Using a mnemonic to remember top Geography GCSE… | tutor2u Geography
Exam technique advice

Using a mnemonic to remember top Geography GCSE tips in the exam hall

Trying to remember all the advice and techniques in the tension-arena of the exam hall with the clock ticking down is one of the hardest areas for students to master. But by using a mnemonic that captures all the key criteria that feature in mark schemes, your students can remind themselves about all that pertinent advice you’ve been giving them.

Last summer, as in previous years, I would tell my GCSE students to write down our department mnemonic on the back of their exam paper as soon as they sat down – even before they wrote their name. It was the last piece of advice I gave them as they lined up to go in to the hall and the first thing I hoped they remembered as they picked up a pen.

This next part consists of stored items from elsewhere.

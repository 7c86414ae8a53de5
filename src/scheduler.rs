use std::fmt;
use std::sync::Arc;
use std::sync::atomic::{AtomicBool, Ordering};
use std::time::Duration;

use async_trait::async_trait;
use chrono::{Local, NaiveDateTime, NaiveTime, TimeDelta};
use tokio::sync::{Mutex, Notify};
use tokio::task::JoinHandle;
use tracing::{info, warn};

use crate::error::ConfigError;

const DEFAULT_TICK: Duration = Duration::from_secs(60);

#[derive(Debug, Clone, Copy, PartialEq, Eq)]
pub enum Cadence {
    Daily,
    Weekly,
    /// Every 30 days.
    Monthly,
}

impl Cadence {
    pub fn parse(value: &str) -> Result<Self, ConfigError> {
        match value.trim().to_lowercase().as_str() {
            "daily" => Ok(Cadence::Daily),
            "weekly" => Ok(Cadence::Weekly),
            "monthly" => Ok(Cadence::Monthly),
            other => Err(ConfigError::InvalidCadence(other.to_string())),
        }
    }

    pub fn period(&self) -> TimeDelta {
        match self {
            Cadence::Daily => TimeDelta::days(1),
            Cadence::Weekly => TimeDelta::days(7),
            Cadence::Monthly => TimeDelta::days(30),
        }
    }
}

impl fmt::Display for Cadence {
    fn fmt(&self, f: &mut fmt::Formatter<'_>) -> fmt::Result {
        let name = match self {
            Cadence::Daily => "daily",
            Cadence::Weekly => "weekly",
            Cadence::Monthly => "monthly",
        };
        f.write_str(name)
    }
}

/// Work the scheduler can trigger.
#[async_trait]
pub trait Job: Send + Sync {
    fn name(&self) -> &str;
    async fn run(&self);
}

struct ScheduledJob {
    job: Arc<dyn Job>,
    next_run: NaiveDateTime,
}

#[derive(Debug, Clone)]
pub struct ScheduleInfo {
    pub cadence: Cadence,
    pub upload_time: NaiveTime,
    pub running: bool,
    pub next_run: Option<NaiveDateTime>,
    pub jobs_count: usize,
}

/// Polls its job list on a fixed tick and runs whatever is due, one job at a time.
pub struct Scheduler {
    cadence: Cadence,
    at: NaiveTime,
    tick: Duration,
    jobs: Arc<Mutex<Vec<ScheduledJob>>>,
    running: Arc<AtomicBool>,
    wake: Arc<Notify>,
    handle: Option<JoinHandle<()>>,
}

impl Scheduler {
    pub fn new(cadence: Cadence, at: NaiveTime) -> Self {
        info!(
            "Scheduler initialized with {} runs at {}",
            cadence,
            at.format("%H:%M")
        );
        Self {
            cadence,
            at,
            tick: DEFAULT_TICK,
            jobs: Arc::new(Mutex::new(Vec::new())),
            running: Arc::new(AtomicBool::new(false)),
            wake: Arc::new(Notify::new()),
            handle: None,
        }
    }

    pub fn with_tick(mut self, tick: Duration) -> Self {
        self.tick = tick;
        self
    }

    /// Registers `job` at the configured cadence, first due at the next occurrence of the upload time.
    pub async fn schedule(&self, job: Arc<dyn Job>) -> NaiveDateTime {
        self.schedule_from(job, Local::now().naive_local()).await
    }

    pub async fn schedule_from(&self, job: Arc<dyn Job>, now: NaiveDateTime) -> NaiveDateTime {
        let next_run = next_occurrence(self.at, now);
        info!(
            "Scheduling '{}' {} at {} (next run {})",
            job.name(),
            self.cadence,
            self.at.format("%H:%M"),
            next_run
        );
        self.jobs.lock().await.push(ScheduledJob { job, next_run });
        next_run
    }

    /// Runs every job due at `now` sequentially and reschedules it. Returns how many ran.
    pub async fn run_pending(&self, now: NaiveDateTime) -> usize {
        run_due_jobs(&self.jobs, self.cadence, now).await
    }

    pub fn start(&mut self) {
        if self.running.swap(true, Ordering::SeqCst) {
            warn!("Scheduler is already running");
            return;
        }

        let jobs = Arc::clone(&self.jobs);
        let running = Arc::clone(&self.running);
        let wake = Arc::clone(&self.wake);
        let cadence = self.cadence;
        let tick = self.tick;

        self.handle = Some(tokio::spawn(async move {
            info!("Scheduler loop started");
            let mut interval = tokio::time::interval(tick);
            while running.load(Ordering::SeqCst) {
                tokio::select! {
                    _ = interval.tick() => {}
                    _ = wake.notified() => {}
                }
                if !running.load(Ordering::SeqCst) {
                    break;
                }
                run_due_jobs(&jobs, cadence, Local::now().naive_local()).await;
            }
            info!("Scheduler loop exited");
        }));
        info!("Scheduler started");
    }

    /// Clears the running flag and waits for the current loop iteration to finish.
    pub async fn stop(&mut self) {
        self.running.store(false, Ordering::SeqCst);
        self.wake.notify_one();
        if let Some(handle) = self.handle.take() {
            if let Err(e) = handle.await {
                warn!("Scheduler loop ended abnormally: {}", e);
            }
        }
        info!("Scheduler stopped");
    }

    pub fn is_running(&self) -> bool {
        self.running.load(Ordering::SeqCst)
    }

    /// Earliest scheduled run, or `None` when no job is registered.
    pub async fn next_run(&self) -> Option<NaiveDateTime> {
        self.jobs.lock().await.iter().map(|j| j.next_run).min()
    }

    pub async fn info(&self) -> ScheduleInfo {
        let jobs = self.jobs.lock().await;
        ScheduleInfo {
            cadence: self.cadence,
            upload_time: self.at,
            running: self.is_running(),
            next_run: jobs.iter().map(|j| j.next_run).min(),
            jobs_count: jobs.len(),
        }
    }

    pub async fn clear(&self) {
        self.jobs.lock().await.clear();
        info!("All scheduled jobs cleared");
    }
}

async fn run_due_jobs(jobs: &Mutex<Vec<ScheduledJob>>, cadence: Cadence, now: NaiveDateTime) -> usize {
    let mut jobs = jobs.lock().await;
    let mut ran = 0;
    for scheduled in jobs.iter_mut().filter(|j| j.next_run <= now) {
        info!("Running scheduled job '{}'", scheduled.job.name());
        scheduled.job.run().await;
        scheduled.next_run = advance(scheduled.next_run, cadence, now);
        info!(
            "Job '{}' rescheduled for {}",
            scheduled.job.name(),
            scheduled.next_run
        );
        ran += 1;
    }
    ran
}

/// Next time-of-day `at` strictly after `now`.
pub fn next_occurrence(at: NaiveTime, now: NaiveDateTime) -> NaiveDateTime {
    let today = now.date().and_time(at);
    if today > now {
        today
    } else {
        today + TimeDelta::days(1)
    }
}

/// Steps `previous` forward by whole periods until it lies after `now`.
fn advance(previous: NaiveDateTime, cadence: Cadence, now: NaiveDateTime) -> NaiveDateTime {
    let mut next = previous + cadence.period();
    while next <= now {
        next += cadence.period();
    }
    next
}

#[cfg(test)]
mod tests {
    use super::*;
    use chrono::NaiveDate;
    use std::sync::atomic::AtomicUsize;

    struct CountingJob {
        runs: AtomicUsize,
    }

    #[async_trait]
    impl Job for CountingJob {
        fn name(&self) -> &str {
            "counting"
        }

        async fn run(&self) {
            self.runs.fetch_add(1, Ordering::SeqCst);
        }
    }

    fn at(h: u32, m: u32) -> NaiveTime {
        NaiveTime::from_hms_opt(h, m, 0).unwrap()
    }

    fn dt(day: u32, h: u32, m: u32) -> NaiveDateTime {
        NaiveDate::from_ymd_opt(2024, 3, day)
            .unwrap()
            .and_hms_opt(h, m, 0)
            .unwrap()
    }

    #[test]
    fn next_occurrence_is_today_when_time_is_ahead() {
        assert_eq!(next_occurrence(at(9, 0), dt(10, 8, 30)), dt(10, 9, 0));
    }

    #[test]
    fn next_occurrence_rolls_to_tomorrow_once_passed() {
        assert_eq!(next_occurrence(at(9, 0), dt(10, 9, 0)), dt(11, 9, 0));
        assert_eq!(next_occurrence(at(9, 0), dt(10, 17, 45)), dt(11, 9, 0));
    }

    #[test]
    fn advance_skips_missed_periods() {
        assert_eq!(advance(dt(1, 9, 0), Cadence::Daily, dt(3, 12, 0)), dt(4, 9, 0));
        assert_eq!(advance(dt(1, 9, 0), Cadence::Weekly, dt(1, 9, 0)), dt(8, 9, 0));
    }

    #[test]
    fn cadence_parses_case_insensitively() {
        assert_eq!(Cadence::parse("Monthly").unwrap(), Cadence::Monthly);
        assert_eq!(Cadence::Monthly.period(), TimeDelta::days(30));
        assert!(Cadence::parse("yearly").is_err());
    }

    #[tokio::test]
    async fn run_pending_only_runs_due_jobs_and_reschedules() {
        let scheduler = Scheduler::new(Cadence::Daily, at(9, 0));
        let job = Arc::new(CountingJob {
            runs: AtomicUsize::new(0),
        });
        let first = scheduler.schedule_from(job.clone(), dt(10, 8, 0)).await;
        assert_eq!(first, dt(10, 9, 0));

        assert_eq!(scheduler.run_pending(dt(10, 8, 59)).await, 0);
        assert_eq!(scheduler.run_pending(dt(10, 9, 0)).await, 1);
        assert_eq!(job.runs.load(Ordering::SeqCst), 1);
        assert_eq!(scheduler.next_run().await, Some(dt(11, 9, 0)));

        // Same minute again: already rescheduled, nothing to do.
        assert_eq!(scheduler.run_pending(dt(10, 9, 0)).await, 0);
    }

    #[tokio::test]
    async fn info_reports_jobs_and_state() {
        let scheduler = Scheduler::new(Cadence::Weekly, at(18, 30));
        assert!(scheduler.next_run().await.is_none());

        let job = Arc::new(CountingJob {
            runs: AtomicUsize::new(0),
        });
        scheduler.schedule_from(job, dt(10, 8, 0)).await;

        let info = scheduler.info().await;
        assert_eq!(info.cadence, Cadence::Weekly);
        assert_eq!(info.jobs_count, 1);
        assert!(!info.running);
        assert_eq!(info.next_run, Some(dt(10, 18, 30)));

        scheduler.clear().await;
        assert_eq!(scheduler.info().await.jobs_count, 0);
    }

    #[tokio::test]
    async fn start_and_stop_toggle_running_flag() {
        let mut scheduler =
            Scheduler::new(Cadence::Daily, at(9, 0)).with_tick(Duration::from_millis(10));
        scheduler.start();
        assert!(scheduler.is_running());
        tokio::time::sleep(Duration::from_millis(30)).await;
        scheduler.stop().await;
        assert!(!scheduler.is_running());
    }

    /// Takes a while, so a stop request lands mid-run.
    struct SlowJob {
        started: AtomicUsize,
        finished: AtomicUsize,
    }

    #[async_trait]
    impl Job for SlowJob {
        fn name(&self) -> &str {
            "slow"
        }

        async fn run(&self) {
            self.started.fetch_add(1, Ordering::SeqCst);
            tokio::time::sleep(Duration::from_millis(300)).await;
            self.finished.fetch_add(1, Ordering::SeqCst);
        }
    }

    #[tokio::test]
    async fn loop_runs_overdue_job_and_stop_waits_for_it() {
        let mut scheduler =
            Scheduler::new(Cadence::Daily, at(9, 0)).with_tick(Duration::from_millis(10));
        let job = Arc::new(SlowJob {
            started: AtomicUsize::new(0),
            finished: AtomicUsize::new(0),
        });
        scheduler.schedule_from(job.clone(), dt(1, 8, 0)).await;

        scheduler.start();
        tokio::time::sleep(Duration::from_millis(50)).await;
        assert_eq!(job.started.load(Ordering::SeqCst), 1);
        assert_eq!(job.finished.load(Ordering::SeqCst), 0);

        scheduler.stop().await;
        assert_eq!(job.started.load(Ordering::SeqCst), 1);
        assert_eq!(job.finished.load(Ordering::SeqCst), 1);
        assert!(!scheduler.is_running());
        assert!(scheduler.next_run().await.unwrap() > Local::now().naive_local());
    }
}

The mnemonic I advise is: T - A - S - U - L - E – T

T : Title – read the wording of the title of each question carefully. In fact read it twice and underline the key words in it. Identify the command word (Describe, Explain, Justify …) and key parameters in the question (…how can effects of natural hazards in low income countries be managed…). Notice if there are two or more parts to the question (Describe the distribution and explain the factors responsible ….).

A : Accuracy – look at the key details in data that is provided. Notice the scale on maps, the key, the units of measurement in lists of numbers. When referring to information from a map or table, quote it accurately and use the direction and scale in answering (most large earthquakes of over 6 on the richter scale to the east of Japan occur within 250 km of the coast). The Accuracy also refers to noting how many marks there are for each question and answering accordingly: two points being made for a 2-mark question; three for a 3 .. and about a minute per mark for 4-mark (often 2 points and two elaborations/links) and above.

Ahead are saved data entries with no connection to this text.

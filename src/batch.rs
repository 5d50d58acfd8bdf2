/// One operation of a [`WriteBatch`].
#[derive(Debug, Clone, PartialEq, Eq)]
pub enum BatchOp {
    Put { key: Vec<u8>, value: Vec<u8> },
    Remove { key: Vec<u8> },
}

impl BatchOp {
    pub fn key(&self) -> &[u8] {
        match self {
            BatchOp::Put { key, .. } | BatchOp::Remove { key } => key,
        }
    }
}

/// Ordered puts and removes that `Engine::write` appends as one contiguous
/// region with a single fsync.
#[derive(Debug, Clone, Default, PartialEq, Eq)]
pub struct WriteBatch {
    ops: Vec<BatchOp>,
}

impl WriteBatch {
    pub fn new() -> Self {
        Self::default()
    }

    pub fn put(&mut self, key: &[u8], value: &[u8]) -> &mut Self {
        self.ops.push(BatchOp::Put {
            key: key.to_vec(),
            value: value.to_vec(),
        });
        self
    }

    pub fn remove(&mut self, key: &[u8]) -> &mut Self {
        self.ops.push(BatchOp::Remove { key: key.to_vec() });
        self
    }

    pub fn ops(&self) -> &[BatchOp] {
        &self.ops
    }

    pub fn len(&self) -> usize {
        self.ops.len()
    }

    pub fn is_empty(&self) -> bool {
        self.ops.is_empty()
    }

    pub fn clear(&mut self) {
        self.ops.clear();
    }
}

S : Structure (or Sections) – of the answer. This is about paragraphing longer answers for 5-mark and above questions. Well-organised answers hit higher-criteria mark-bands than loose collections of random ideas. Classifying factors into ‘human’ and ‘physical’, or human impacts into ‘social’, ‘economic’ and ‘environmental’ for instance. For opinion-based questions that ask for a view, be prepared to give both sides of the argument, explaining why you consider one side more persuasive. And aim to give a concluding sentence that sums of the dominant factor/issue/argument or that summarises a ‘learning point’ (… from all this it is clear that the benefits of volcanic eruptions are experienced by people close to the active zone, but the problems they cause affect a much wider scale ….)

U : Understanding – demonstrate it. You may know and understand a geographical feature or process but you have to prove to the examiner that you know the points at more than a superficial level. Go further than ‘Businesses do well in holiday resorts due to tourism… and explain ‘which’ businesses, and ‘when’ do they ‘do well’? Don’t just leave ‘Freeze-thaw action occurs because of the temperature changes…’ but ‘what’ temperature changes, ‘when’ – and what is the process.

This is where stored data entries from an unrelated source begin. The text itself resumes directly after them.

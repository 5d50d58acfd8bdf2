use crate::error::{DbError, DbResult};
use config::{Config, Environment, File, FileFormat};
use serde::{Deserialize, Serialize};
use std::path::{Path, PathBuf};
use tracing::debug;

/// Whether single puts and removes are fsynced before returning. Batches are
/// always fsynced.
#[derive(Debug, Clone, Copy, PartialEq, Eq, Default, Serialize, Deserialize)]
#[serde(rename_all = "lowercase")]
pub enum SyncStrategy {
    Always,
    #[default]
    Never,
}

/// Engine options.
///
/// Only `max_file_size`, `dirname`, `read_only` and `sync` change behavior.
/// The merge tuning knobs are accepted and reported so existing configuration
/// files keep parsing, but nothing schedules compaction from them.
#[derive(Debug, Clone, PartialEq, Serialize, Deserialize)]
#[serde(default)]
pub struct Options {
    pub max_file_size: u64,
    pub dirname: PathBuf,
    pub read_only: bool,
    pub sync: SyncStrategy,

    pub merge_window: String,
    pub frag_merge_trigger: u32,
    pub dead_bytes_merge_trigger: u64,
    pub frag_threshold: u32,
    pub dead_bytes_threshold: u64,
    pub small_file_threshold: u64,
    pub max_fold_age: i64,
    pub max_fold_puts: u64,
    pub expiry_secs: i64,
}

pub const DEFAULT_MAX_FILE_SIZE: u64 = 2 * 1024 * 1024 * 1024;

impl Default for Options {
    fn default() -> Self {
        Options {
            max_file_size: DEFAULT_MAX_FILE_SIZE,
            dirname: PathBuf::from("medea"),
            read_only: false,
            sync: SyncStrategy::Never,
            merge_window: "always".to_string(),
            frag_merge_trigger: 60,
            dead_bytes_merge_trigger: 512 * 1024 * 1024,
            frag_threshold: 40,
            dead_bytes_threshold: 128 * 1024 * 1024,
            small_file_threshold: 10 * 1024 * 1024,
            max_fold_age: -1,
            max_fold_puts: 0,
            expiry_secs: -1,
        }
    }
}

impl Options {
    /// Defaults, overlaid with an optional TOML file, overlaid with `MEDEA_*`
    /// environment variables.
    pub fn load(path: Option<&Path>) -> DbResult<Self> {
        let mut builder = Config::builder();
        if let Some(path) = path {
            debug!("Loading configuration from {:?}", path);
            builder = builder.add_source(
                File::from(path.to_path_buf())
                    .format(FileFormat::Toml)
                    .required(true),
            );
        }
        builder = builder.add_source(Environment::with_prefix("MEDEA").try_parsing(true));

        let options: Options = builder.build()?.try_deserialize()?;
        options.validate()?;
        Ok(options)
    }

    pub fn validate(&self) -> DbResult<()> {
        if self.max_file_size == 0 {
            return Err(DbError::Config("max_file_size must be positive".to_string()));
        }
        Ok(())
    }

    pub fn with_max_file_size(mut self, bytes: u64) -> Self {
        self.max_file_size = bytes;
        self
    }

    pub fn with_dirname(mut self, dir: impl Into<PathBuf>) -> Self {
        self.dirname = dir.into();
        self
    }

    pub fn with_read_only(mut self, read_only: bool) -> Self {
        self.read_only = read_only;
        self
    }

    pub fn with_sync(mut self, sync: SyncStrategy) -> Self {
        self.sync = sync;
        self
    }
}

L : Links – develop sequences of explanation. We practise this a lot in the weeks before the exam and come up with lists of connectives that help explain cause-and-effect in geography. ‘This is because…’; ‘this leads to ….’; ‘A consequence of this is that ….’; ‘An additional factor contributing to these effects is ….’. It can also refer to apparent correlations in figures and tables – a linking of two variables: ‘as the precipitation falls throughout the year, the frequency of wildfires seems to increase. This is because….’

E : Examples – the very stuff of geography: the real world. Learn your case studies, be on the lookout for examples in the news, illustrate what you are writing about with reference to actual places. Be specific; ‘Africa’ is a very large continent so tie down what you are writing about to a named country or region if not an even smaller scale, located by country and continent. Avoid ‘name-lobbing’ places into your answer as an after-thought ‘….eg. The Amazon.’ and thinking that’s done the trick. Make it clear you can give specific details of the example to illustrate you have knowledge of more than its name.

T : Terms – geographical vocabulary. Geographers have a rich language, so make sure you use it. Rocks aren’t ‘bashed’ against cliffs by waves, but ‘abrasion of cliff faces occurs during storm conditions as material hurled with force by destructive waves…’. Know that ‘sustainability’ can refer to resource-use, urban design and transport infrastructure as well as ‘energy’. And know the difference between terms like ‘feature’ and ‘process’ that may crop up in questions.

It wasn’t just at the end of the GCSE course that the mnemonic was introduced; it featured throughout the two years of the study, being referenced and exemplified whenever a past-exam question or extended answer was being done. By the time of the final walk into the exam hall it was pretty much the most oft-repeated phrase that we’d used. Quite recently, one student said “It’s a pretty stupid word. But it does spell ‘SALUTE T’ – which I’ll be needing when I come out of the exam.”

Sounds like a way of remembering it that takes the biscuit.